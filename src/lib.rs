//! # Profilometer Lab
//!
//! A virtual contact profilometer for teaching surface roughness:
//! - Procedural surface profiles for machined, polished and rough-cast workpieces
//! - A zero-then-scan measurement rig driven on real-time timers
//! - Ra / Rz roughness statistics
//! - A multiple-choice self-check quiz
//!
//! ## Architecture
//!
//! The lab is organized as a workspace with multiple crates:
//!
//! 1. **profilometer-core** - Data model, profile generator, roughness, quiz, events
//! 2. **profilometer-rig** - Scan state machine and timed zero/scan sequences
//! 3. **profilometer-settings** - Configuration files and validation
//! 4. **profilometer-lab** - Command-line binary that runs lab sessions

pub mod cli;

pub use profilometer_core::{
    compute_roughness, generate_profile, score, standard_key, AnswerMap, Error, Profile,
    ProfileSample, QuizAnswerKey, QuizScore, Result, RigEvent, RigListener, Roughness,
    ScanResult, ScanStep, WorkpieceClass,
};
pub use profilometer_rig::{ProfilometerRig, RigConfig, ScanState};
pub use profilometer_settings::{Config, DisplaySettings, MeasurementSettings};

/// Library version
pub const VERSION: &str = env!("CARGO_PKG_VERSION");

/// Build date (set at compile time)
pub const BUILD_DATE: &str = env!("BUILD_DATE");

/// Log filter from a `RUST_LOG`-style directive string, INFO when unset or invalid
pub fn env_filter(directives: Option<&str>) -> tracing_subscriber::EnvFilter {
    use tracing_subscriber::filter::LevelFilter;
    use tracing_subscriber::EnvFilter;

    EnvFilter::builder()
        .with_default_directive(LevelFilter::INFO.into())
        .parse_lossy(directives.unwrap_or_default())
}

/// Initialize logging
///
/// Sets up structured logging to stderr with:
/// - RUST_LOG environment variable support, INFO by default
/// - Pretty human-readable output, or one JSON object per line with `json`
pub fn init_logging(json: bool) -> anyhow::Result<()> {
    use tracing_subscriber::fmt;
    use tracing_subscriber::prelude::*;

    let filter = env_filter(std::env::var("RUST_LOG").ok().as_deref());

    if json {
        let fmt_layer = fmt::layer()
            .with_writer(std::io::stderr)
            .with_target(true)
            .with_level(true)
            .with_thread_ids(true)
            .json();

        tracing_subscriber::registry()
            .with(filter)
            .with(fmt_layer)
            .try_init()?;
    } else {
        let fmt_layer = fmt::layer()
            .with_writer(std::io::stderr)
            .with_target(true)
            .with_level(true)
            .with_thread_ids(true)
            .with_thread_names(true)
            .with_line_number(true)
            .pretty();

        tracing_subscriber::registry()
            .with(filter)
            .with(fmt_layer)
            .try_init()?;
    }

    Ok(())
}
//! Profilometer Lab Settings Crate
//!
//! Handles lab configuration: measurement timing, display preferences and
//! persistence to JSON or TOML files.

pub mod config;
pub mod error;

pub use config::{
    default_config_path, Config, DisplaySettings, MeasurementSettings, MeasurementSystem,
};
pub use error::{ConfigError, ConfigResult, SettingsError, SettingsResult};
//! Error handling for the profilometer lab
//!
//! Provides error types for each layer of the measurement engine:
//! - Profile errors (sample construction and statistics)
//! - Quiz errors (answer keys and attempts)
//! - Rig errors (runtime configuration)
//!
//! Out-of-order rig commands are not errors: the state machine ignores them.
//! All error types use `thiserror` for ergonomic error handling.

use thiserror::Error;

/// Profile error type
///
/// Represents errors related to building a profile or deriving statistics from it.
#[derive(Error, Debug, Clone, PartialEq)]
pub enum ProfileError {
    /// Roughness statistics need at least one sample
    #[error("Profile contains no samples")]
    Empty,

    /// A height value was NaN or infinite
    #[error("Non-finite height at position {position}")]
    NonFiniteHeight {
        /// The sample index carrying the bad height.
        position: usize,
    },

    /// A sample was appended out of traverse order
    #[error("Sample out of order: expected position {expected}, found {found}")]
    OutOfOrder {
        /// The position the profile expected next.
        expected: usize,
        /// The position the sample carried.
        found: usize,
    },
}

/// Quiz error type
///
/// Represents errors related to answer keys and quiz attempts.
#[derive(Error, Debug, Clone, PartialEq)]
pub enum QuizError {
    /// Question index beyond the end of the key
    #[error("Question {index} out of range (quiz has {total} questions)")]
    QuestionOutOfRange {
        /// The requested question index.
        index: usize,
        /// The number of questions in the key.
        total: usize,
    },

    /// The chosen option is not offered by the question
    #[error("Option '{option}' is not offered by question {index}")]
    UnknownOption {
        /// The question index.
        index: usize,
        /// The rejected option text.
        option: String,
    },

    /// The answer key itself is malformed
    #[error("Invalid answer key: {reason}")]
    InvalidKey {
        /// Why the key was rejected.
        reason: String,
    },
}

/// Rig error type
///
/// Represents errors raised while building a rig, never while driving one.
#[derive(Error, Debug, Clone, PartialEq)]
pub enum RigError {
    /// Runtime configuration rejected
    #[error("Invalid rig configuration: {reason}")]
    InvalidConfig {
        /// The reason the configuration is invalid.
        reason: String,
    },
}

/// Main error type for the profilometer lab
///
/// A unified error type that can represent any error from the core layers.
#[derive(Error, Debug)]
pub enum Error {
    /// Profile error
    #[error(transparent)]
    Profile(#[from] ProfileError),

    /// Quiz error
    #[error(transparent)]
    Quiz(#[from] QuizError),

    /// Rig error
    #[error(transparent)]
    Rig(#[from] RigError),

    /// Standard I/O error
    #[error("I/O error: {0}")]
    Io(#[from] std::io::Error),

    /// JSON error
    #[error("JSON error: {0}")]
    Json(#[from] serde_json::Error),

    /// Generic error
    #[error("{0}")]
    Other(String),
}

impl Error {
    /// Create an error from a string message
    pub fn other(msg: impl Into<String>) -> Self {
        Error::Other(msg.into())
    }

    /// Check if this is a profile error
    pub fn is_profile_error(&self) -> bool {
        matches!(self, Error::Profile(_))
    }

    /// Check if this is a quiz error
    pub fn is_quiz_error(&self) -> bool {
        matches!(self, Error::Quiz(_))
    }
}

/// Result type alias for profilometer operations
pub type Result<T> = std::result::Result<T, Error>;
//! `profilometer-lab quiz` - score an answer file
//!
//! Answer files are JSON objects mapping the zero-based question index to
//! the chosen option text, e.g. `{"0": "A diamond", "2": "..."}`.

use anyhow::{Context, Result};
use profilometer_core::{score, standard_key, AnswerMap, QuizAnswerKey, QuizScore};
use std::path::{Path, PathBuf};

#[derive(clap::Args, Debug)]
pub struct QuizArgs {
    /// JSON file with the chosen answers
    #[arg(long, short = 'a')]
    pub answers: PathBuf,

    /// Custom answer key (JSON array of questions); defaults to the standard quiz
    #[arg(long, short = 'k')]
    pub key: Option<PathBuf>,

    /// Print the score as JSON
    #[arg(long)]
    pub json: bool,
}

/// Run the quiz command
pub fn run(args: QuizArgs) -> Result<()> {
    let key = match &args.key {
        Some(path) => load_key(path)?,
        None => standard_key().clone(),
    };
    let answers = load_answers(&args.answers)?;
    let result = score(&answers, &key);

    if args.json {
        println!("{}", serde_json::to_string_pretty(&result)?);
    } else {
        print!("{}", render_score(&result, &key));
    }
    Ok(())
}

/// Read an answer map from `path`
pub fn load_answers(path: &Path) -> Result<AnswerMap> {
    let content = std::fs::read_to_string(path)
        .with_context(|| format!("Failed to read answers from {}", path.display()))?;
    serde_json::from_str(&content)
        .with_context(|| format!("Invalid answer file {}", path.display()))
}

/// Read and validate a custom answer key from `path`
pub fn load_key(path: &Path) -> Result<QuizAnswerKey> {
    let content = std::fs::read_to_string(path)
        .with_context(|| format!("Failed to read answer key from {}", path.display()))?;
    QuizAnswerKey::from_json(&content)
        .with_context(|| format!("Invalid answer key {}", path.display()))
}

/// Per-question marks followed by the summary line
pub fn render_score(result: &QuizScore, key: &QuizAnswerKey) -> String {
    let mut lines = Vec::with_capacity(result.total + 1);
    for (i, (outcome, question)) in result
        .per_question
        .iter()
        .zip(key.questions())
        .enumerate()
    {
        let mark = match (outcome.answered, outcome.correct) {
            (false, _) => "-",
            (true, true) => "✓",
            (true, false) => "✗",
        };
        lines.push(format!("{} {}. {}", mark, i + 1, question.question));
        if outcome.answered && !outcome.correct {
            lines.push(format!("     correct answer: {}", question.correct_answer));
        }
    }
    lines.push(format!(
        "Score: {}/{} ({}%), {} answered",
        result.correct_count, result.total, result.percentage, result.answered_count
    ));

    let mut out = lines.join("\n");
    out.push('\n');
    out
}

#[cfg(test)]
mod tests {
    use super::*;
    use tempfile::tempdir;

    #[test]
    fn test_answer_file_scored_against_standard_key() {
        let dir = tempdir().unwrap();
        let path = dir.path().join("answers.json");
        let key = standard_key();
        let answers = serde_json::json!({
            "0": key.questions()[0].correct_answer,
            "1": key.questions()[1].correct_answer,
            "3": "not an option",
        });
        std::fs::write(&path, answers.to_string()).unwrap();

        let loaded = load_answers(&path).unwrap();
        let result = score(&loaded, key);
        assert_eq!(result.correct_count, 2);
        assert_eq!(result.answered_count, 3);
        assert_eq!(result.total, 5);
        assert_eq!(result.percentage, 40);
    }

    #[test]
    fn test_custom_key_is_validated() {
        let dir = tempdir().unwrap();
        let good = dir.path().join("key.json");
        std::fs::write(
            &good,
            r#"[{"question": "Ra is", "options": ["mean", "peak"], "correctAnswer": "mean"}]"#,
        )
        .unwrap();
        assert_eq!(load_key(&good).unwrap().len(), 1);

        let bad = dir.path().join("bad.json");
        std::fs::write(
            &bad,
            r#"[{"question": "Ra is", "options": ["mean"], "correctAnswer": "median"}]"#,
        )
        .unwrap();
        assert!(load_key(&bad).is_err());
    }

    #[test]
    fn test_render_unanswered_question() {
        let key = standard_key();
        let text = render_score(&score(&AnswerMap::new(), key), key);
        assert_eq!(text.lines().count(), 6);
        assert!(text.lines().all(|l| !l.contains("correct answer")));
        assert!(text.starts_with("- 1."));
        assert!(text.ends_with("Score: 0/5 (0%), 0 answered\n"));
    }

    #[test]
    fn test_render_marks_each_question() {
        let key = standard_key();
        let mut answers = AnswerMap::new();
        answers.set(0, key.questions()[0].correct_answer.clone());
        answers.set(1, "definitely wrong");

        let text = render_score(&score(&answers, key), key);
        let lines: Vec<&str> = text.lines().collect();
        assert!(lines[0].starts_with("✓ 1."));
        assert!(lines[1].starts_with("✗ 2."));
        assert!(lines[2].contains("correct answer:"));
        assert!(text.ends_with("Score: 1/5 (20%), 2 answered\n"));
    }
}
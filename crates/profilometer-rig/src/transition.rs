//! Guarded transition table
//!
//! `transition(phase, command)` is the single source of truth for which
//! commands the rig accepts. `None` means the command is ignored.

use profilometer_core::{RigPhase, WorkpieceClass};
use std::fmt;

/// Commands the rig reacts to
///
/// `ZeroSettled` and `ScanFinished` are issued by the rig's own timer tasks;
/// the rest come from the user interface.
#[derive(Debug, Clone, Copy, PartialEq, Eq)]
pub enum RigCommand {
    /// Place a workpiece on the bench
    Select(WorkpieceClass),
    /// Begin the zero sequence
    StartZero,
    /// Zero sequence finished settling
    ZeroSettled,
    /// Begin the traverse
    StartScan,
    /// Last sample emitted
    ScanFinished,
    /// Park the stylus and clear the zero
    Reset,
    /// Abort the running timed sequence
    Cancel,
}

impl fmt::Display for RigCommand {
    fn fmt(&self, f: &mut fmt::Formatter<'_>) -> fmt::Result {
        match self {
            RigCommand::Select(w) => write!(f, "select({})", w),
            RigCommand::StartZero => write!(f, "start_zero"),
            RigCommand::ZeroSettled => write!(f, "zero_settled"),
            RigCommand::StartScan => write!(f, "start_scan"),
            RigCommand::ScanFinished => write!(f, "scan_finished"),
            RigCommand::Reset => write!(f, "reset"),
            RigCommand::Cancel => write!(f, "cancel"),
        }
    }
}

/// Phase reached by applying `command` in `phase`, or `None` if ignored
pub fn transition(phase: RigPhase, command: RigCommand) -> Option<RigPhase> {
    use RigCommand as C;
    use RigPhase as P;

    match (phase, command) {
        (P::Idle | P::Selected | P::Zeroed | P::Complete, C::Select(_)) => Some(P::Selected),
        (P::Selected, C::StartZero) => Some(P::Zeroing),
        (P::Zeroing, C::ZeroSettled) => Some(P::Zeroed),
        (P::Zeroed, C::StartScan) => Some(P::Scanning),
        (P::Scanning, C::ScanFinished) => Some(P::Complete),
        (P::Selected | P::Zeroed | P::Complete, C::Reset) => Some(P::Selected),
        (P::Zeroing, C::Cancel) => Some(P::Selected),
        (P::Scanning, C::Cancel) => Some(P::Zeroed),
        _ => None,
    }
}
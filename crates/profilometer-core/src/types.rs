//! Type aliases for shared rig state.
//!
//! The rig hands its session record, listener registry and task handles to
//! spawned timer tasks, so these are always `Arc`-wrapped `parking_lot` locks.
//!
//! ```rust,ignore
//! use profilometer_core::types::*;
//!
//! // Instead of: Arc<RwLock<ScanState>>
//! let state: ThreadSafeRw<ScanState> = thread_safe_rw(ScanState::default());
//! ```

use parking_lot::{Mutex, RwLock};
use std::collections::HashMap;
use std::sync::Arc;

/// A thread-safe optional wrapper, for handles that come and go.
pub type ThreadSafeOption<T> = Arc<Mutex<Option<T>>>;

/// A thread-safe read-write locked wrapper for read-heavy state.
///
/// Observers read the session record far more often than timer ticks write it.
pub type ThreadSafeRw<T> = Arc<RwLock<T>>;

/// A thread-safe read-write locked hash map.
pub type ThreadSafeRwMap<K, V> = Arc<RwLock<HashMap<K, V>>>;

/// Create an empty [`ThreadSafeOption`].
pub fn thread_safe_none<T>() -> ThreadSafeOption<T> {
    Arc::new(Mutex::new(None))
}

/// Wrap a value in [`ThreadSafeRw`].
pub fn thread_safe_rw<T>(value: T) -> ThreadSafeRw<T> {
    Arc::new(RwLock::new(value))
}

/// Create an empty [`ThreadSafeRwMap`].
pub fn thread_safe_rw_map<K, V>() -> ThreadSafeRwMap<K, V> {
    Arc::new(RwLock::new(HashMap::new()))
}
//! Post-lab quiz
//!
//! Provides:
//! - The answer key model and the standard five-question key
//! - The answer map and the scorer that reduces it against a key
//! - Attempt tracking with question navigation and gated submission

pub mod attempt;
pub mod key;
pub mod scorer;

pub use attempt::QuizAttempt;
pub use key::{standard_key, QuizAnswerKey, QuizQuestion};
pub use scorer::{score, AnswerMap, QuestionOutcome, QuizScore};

**What to produce:**
Output the lines above exactly, but only those between the line holding "pub type ThreadSafeOption<T>" and the line holding "pub fn thread_safe_rw_map<K, V>()", inclusive.

**Response box:**
pub type ThreadSafeOption<T> = Arc<Mutex<Option<T>>>;

/// A thread-safe read-write locked wrapper for read-heavy state.
///
/// Observers read the session record far more often than timer ticks write it.
pub type ThreadSafeRw<T> = Arc<RwLock<T>>;

/// A thread-safe read-write locked hash map.
pub type ThreadSafeRwMap<K, V> = Arc<RwLock<HashMap<K, V>>>;

/// Create an empty [`ThreadSafeOption`].
pub fn thread_safe_none<T>() -> ThreadSafeOption<T> {
    Arc::new(Mutex::new(None))
}

/// Wrap a value in [`ThreadSafeRw`].
pub fn thread_safe_rw<T>(value: T) -> ThreadSafeRw<T> {
    Arc::new(RwLock::new(value))
}

/// Create an empty [`ThreadSafeRwMap`].
pub fn thread_safe_rw_map<K, V>() -> ThreadSafeRwMap<K, V> {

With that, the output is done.